─── EXERCISE DATA ───

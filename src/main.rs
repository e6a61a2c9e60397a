//! # leadflow
//!
//! Command-line front end for the lead workflow engine.
//!
//! Leads are submitted as JSON, researched through an auction between
//! research agents, scored, given outreach copy and a send time, and then
//! either auto-approved or parked for a human reviewer. Every transition is
//! checkpointed under `LEADFLOW_DATA_DIR`, so any command can be run from a
//! fresh process.
//!
//! ## Quick Start
//! ```bash
//! leadflow submit lead.json
//! leadflow status lead-42
//! leadflow approve lead-42 --reviewer alice
//! ```

// =============================================================================
// MODULE DECLARATIONS
// =============================================================================

/// Configuration management
mod config;

// =============================================================================
// IMPORTS
// =============================================================================
use std::path::PathBuf;
use std::sync::Arc;

use anyhow::{Context, Result};
use chrono::{DateTime, Utc};
use clap::{Parser, Subcommand};
use serde_json::Value;
use tracing::{info, warn};
use tracing_subscriber::EnvFilter;

use leadflow_engine::lead::{default_registry, lead_pipeline};
use leadflow_engine::{create_store, ApprovalDecision, InstanceId, InstanceStatus, WorkflowExecutor};

use crate::config::Config;

// =============================================================================
// CLI ARGUMENTS
// =============================================================================
#[derive(Parser, Debug)]
#[command(
    name = "leadflow",
    version,
    about = "Checkpointed lead workflow: research auction, scoring, copy and approval",
    long_about = r#"
leadflow moves sales leads through research, qualification, copywriting,
send-time prediction and an approval gate. State is persisted as an
append-only checkpoint log, so instances survive restarts.

EXAMPLES:
  # Submit a lead (or a JSON array of leads) and run until review or done
  leadflow submit lead.json

  # Inspect an instance and its history
  leadflow status lead-42
  leadflow audit lead-42
  leadflow audit --since 2024-05-01T00:00:00Z --until 2024-05-02T00:00:00Z

  # Review
  leadflow approve lead-42 --reviewer alice
  leadflow sweep
"#
)]
struct Args {
    #[command(subcommand)]
    command: Command,

    /// Engine configuration file (JSON)
    #[arg(short = 'c', long = "config", global = true, env = "LEADFLOW_CONFIG")]
    config: Option<PathBuf>,

    /// Verbose output (debug logging)
    #[arg(short = 'v', long = "verbose", global = true, default_value = "false")]
    verbose: bool,
}

#[derive(Subcommand, Debug)]
enum Command {
    /// Submit leads from a JSON file and run them
    Submit {
        /// File holding one lead object or an array of them
        #[arg(value_name = "LEAD_JSON")]
        lead: PathBuf,
    },
    /// Show the current state of an instance
    Status { id: String },
    /// Show checkpoint history for an instance or a time window
    Audit {
        /// Instance to audit; omit to query by time
        #[arg(required_unless_present = "since")]
        id: Option<String>,
        /// Window start (RFC 3339)
        #[arg(long, requires = "until", conflicts_with = "id")]
        since: Option<DateTime<Utc>>,
        /// Window end, exclusive (RFC 3339)
        #[arg(long)]
        until: Option<DateTime<Utc>>,
    },
    /// Approve an instance waiting for review and continue it
    Approve {
        id: String,
        #[arg(long, env = "LEADFLOW_REVIEWER")]
        reviewer: String,
    },
    /// Reject an instance waiting for review
    Reject {
        id: String,
        #[arg(long, env = "LEADFLOW_REVIEWER")]
        reviewer: String,
    },
    /// Resolve overdue reviews and continue the approved ones
    Sweep,
    /// Replay every stored instance and run the unfinished ones
    Resume,
    /// Cancel an instance
    Cancel {
        id: String,
        #[arg(long, default_value = "cancelled by operator")]
        reason: String,
    },
    /// Print the pipeline as a Mermaid diagram
    Graph,
    /// Print the effective configuration
    Config,
}

// =============================================================================
// MAIN FUNCTION
// =============================================================================
#[tokio::main]
async fn main() -> Result<()> {
    let args = Args::parse();
    init_logging(args.verbose)?;

    let config = Config::load(args.config.as_deref())?;
    config.validate()?;
    info!(data_dir = %config.data_dir.display(), "Configuration loaded");

    match args.command {
        Command::Graph => {
            println!("{}", lead_pipeline()?.to_mermaid());
            Ok(())
        }
        Command::Config => {
            println!("{}", serde_json::to_string_pretty(&config)?);
            Ok(())
        }
        command => {
            let executor = Arc::new(build_executor(&config)?);
            execute(&executor, command).await
        }
    }
}

fn build_executor(config: &Config) -> Result<WorkflowExecutor> {
    let store = create_store(&config.store());
    WorkflowExecutor::new(
        lead_pipeline()?,
        default_registry(&config.engine),
        store,
        config.engine.clone(),
    )
    .context("failed to create workflow executor")
}

async fn execute(executor: &Arc<WorkflowExecutor>, command: Command) -> Result<()> {
    match command {
        Command::Submit { lead } => {
            let raw = tokio::fs::read_to_string(&lead)
                .await
                .with_context(|| format!("failed to read {}", lead.display()))?;
            let leads = match serde_json::from_str::<Value>(&raw)
                .with_context(|| format!("{} is not valid JSON", lead.display()))?
            {
                Value::Array(items) => items,
                single => vec![single],
            };

            let mut ids = Vec::with_capacity(leads.len());
            for payload in leads {
                ids.push(executor.submit(payload).await?);
            }
            report(executor.run_many(ids).await);
        }
        Command::Status { id } => {
            let instance = executor.load(&InstanceId::new(id)).await?;
            println!("{}", serde_json::to_string_pretty(&instance)?);
        }
        Command::Audit { id, since, until } => {
            let chain = match (id, since, until) {
                (Some(id), _, _) => executor.audit(&InstanceId::new(id)).await?,
                (None, Some(since), Some(until)) => executor.audit_range(since, until).await?,
                _ => anyhow::bail!("audit needs an instance id or --since and --until"),
            };
            println!("{}", serde_json::to_string_pretty(&chain)?);
        }
        Command::Approve { id, reviewer } => {
            let id = InstanceId::new(id);
            let status = executor.decide(&id, ApprovalDecision::Approve, &reviewer).await?;
            let status = if status == InstanceStatus::Approved {
                executor.run(&id).await?
            } else {
                status
            };
            println!("{id}\t{status}");
        }
        Command::Reject { id, reviewer } => {
            let id = InstanceId::new(id);
            let status = executor.decide(&id, ApprovalDecision::Reject, &reviewer).await?;
            println!("{id}\t{status}");
        }
        Command::Sweep => {
            let resolved = executor.sweep_timeouts().await?;
            let approved: Vec<InstanceId> = resolved
                .iter()
                .filter(|(_, status)| *status == InstanceStatus::Approved)
                .map(|(id, _)| id.clone())
                .collect();
            for (id, status) in &resolved {
                println!("{id}\t{status}\tapproval timed out");
            }
            report(executor.run_many(approved).await);
        }
        Command::Resume => report(executor.resume_all().await?),
        Command::Cancel { id, reason } => {
            let id = InstanceId::new(id);
            let status = executor.cancel(&id, &reason).await?;
            println!("{id}\t{status}");
        }
        Command::Graph | Command::Config => {}
    }
    Ok(())
}

/// Print one line per instance; failures are logged, not fatal
fn report(results: Vec<(InstanceId, Result<InstanceStatus, leadflow_engine::EngineError>)>) {
    for (id, result) in results {
        match result {
            Ok(status) => println!("{id}\t{status}"),
            Err(e) => {
                warn!(instance = %id, error = %e, "instance run failed");
                println!("{id}\terror\t{e}");
            }
        }
    }
}

// =============================================================================
// LOGGING INITIALIZATION
// =============================================================================
/// Initialize the tracing subscriber.
///
/// `RUST_LOG` wins when set; otherwise `--verbose` selects debug for the
/// engine and info elsewhere.
fn init_logging(verbose: bool) -> Result<()> {
    let default = if verbose {
        "info,leadflow=debug,leadflow_engine=debug"
    } else {
        "info"
    };
    let filter = EnvFilter::try_from_default_env().or_else(|_| EnvFilter::try_new(default))?;

    let subscriber = tracing_subscriber::fmt()
        .with_env_filter(filter)
        .with_target(true)
        .with_thread_names(false)
        .with_file(false)
        .with_line_number(false)
        .with_writer(std::io::stderr)
        .finish();

    tracing::subscriber::set_global_default(subscriber)
        .map_err(|e| anyhow::anyhow!("Failed to set logging subscriber: {}", e))?;

    Ok(())
}

// =============================================================================
// UNIT TESTS
// =============================================================================
#[cfg(test)]
mod tests {
    use super::*;

    #[test]
    fn test_args_submit() {
        let args = Args::parse_from(["leadflow", "--verbose", "submit", "lead.json"]);
        assert!(args.verbose);
        match args.command {
            Command::Submit { lead } => assert_eq!(lead, PathBuf::from("lead.json")),
            other => panic!("unexpected command {other:?}"),
        }
    }

    #[test]
    fn test_args_audit_window() {
        let args = Args::parse_from([
            "leadflow",
            "audit",
            "--since",
            "2024-05-01T00:00:00Z",
            "--until",
            "2024-05-02T00:00:00Z",
        ]);
        match args.command {
            Command::Audit { id, since, until } => {
                assert!(id.is_none());
                assert!(since.unwrap() < until.unwrap());
            }
            other => panic!("unexpected command {other:?}"),
        }
    }

    #[test]
    fn test_args_audit_requires_target() {
        assert!(Args::try_parse_from(["leadflow", "audit"]).is_err());
        assert!(Args::try_parse_from(["leadflow", "audit", "--since", "2024-05-01T00:00:00Z"]).is_err());
    }

    #[test]
    fn test_args_approve() {
        let args = Args::parse_from(["leadflow", "approve", "lead-42", "--reviewer", "alice"]);
        match args.command {
            Command::Approve { id, reviewer } => {
                assert_eq!(id, "lead-42");
                assert_eq!(reviewer, "alice");
            }
            other => panic!("unexpected command {other:?}"),
        }
    }

    #[tokio::test]
    async fn test_submit_and_resume_round_trip() {
        let dir = tempfile::tempdir().unwrap();
        let config = Config {
            data_dir: dir.path().to_path_buf(),
            ..Config::default()
        };
        let executor = Arc::new(build_executor(&config).unwrap());

        let lead = dir.path().join("lead.json");
        std::fs::write(
            &lead,
            r#"[{"id": "lead-1", "title": "CEO", "email": "ceo@acme.io", "company": "Acme"},
                {"id": "lead-2", "company": "Nobody", "email": "x@gmail.com"}]"#,
        )
        .unwrap();
        execute(&executor, Command::Submit { lead }).await.unwrap();

        let first = executor.load(&InstanceId::new("lead-1")).await.unwrap();
        let second = executor.load(&InstanceId::new("lead-2")).await.unwrap();
        // Thin research gets fallback copy and waits for a reviewer
        assert_eq!(first.status, InstanceStatus::WaitingApproval);
        assert_eq!(first.output("copy").unwrap()["fallback"], serde_json::json!(true));
        assert_eq!(second.status, InstanceStatus::Rejected);

        // A fresh executor over the same directory sees the same state
        let reopened = Arc::new(build_executor(&config).unwrap());
        assert_eq!(reopened.load(&InstanceId::new("lead-2")).await.unwrap(), second);
        let resumed = reopened.resume_all().await.unwrap();
        assert_eq!(resumed.len(), 1);
        assert_eq!(resumed[0].0, first.id);
        assert_eq!(*resumed[0].1.as_ref().unwrap(), InstanceStatus::WaitingApproval);
    }
}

───

## PROBLEM REQUIREMENTS
Answer with a single number, the count of lines in the data that contain "execute".

## RESPONSE BELOW
3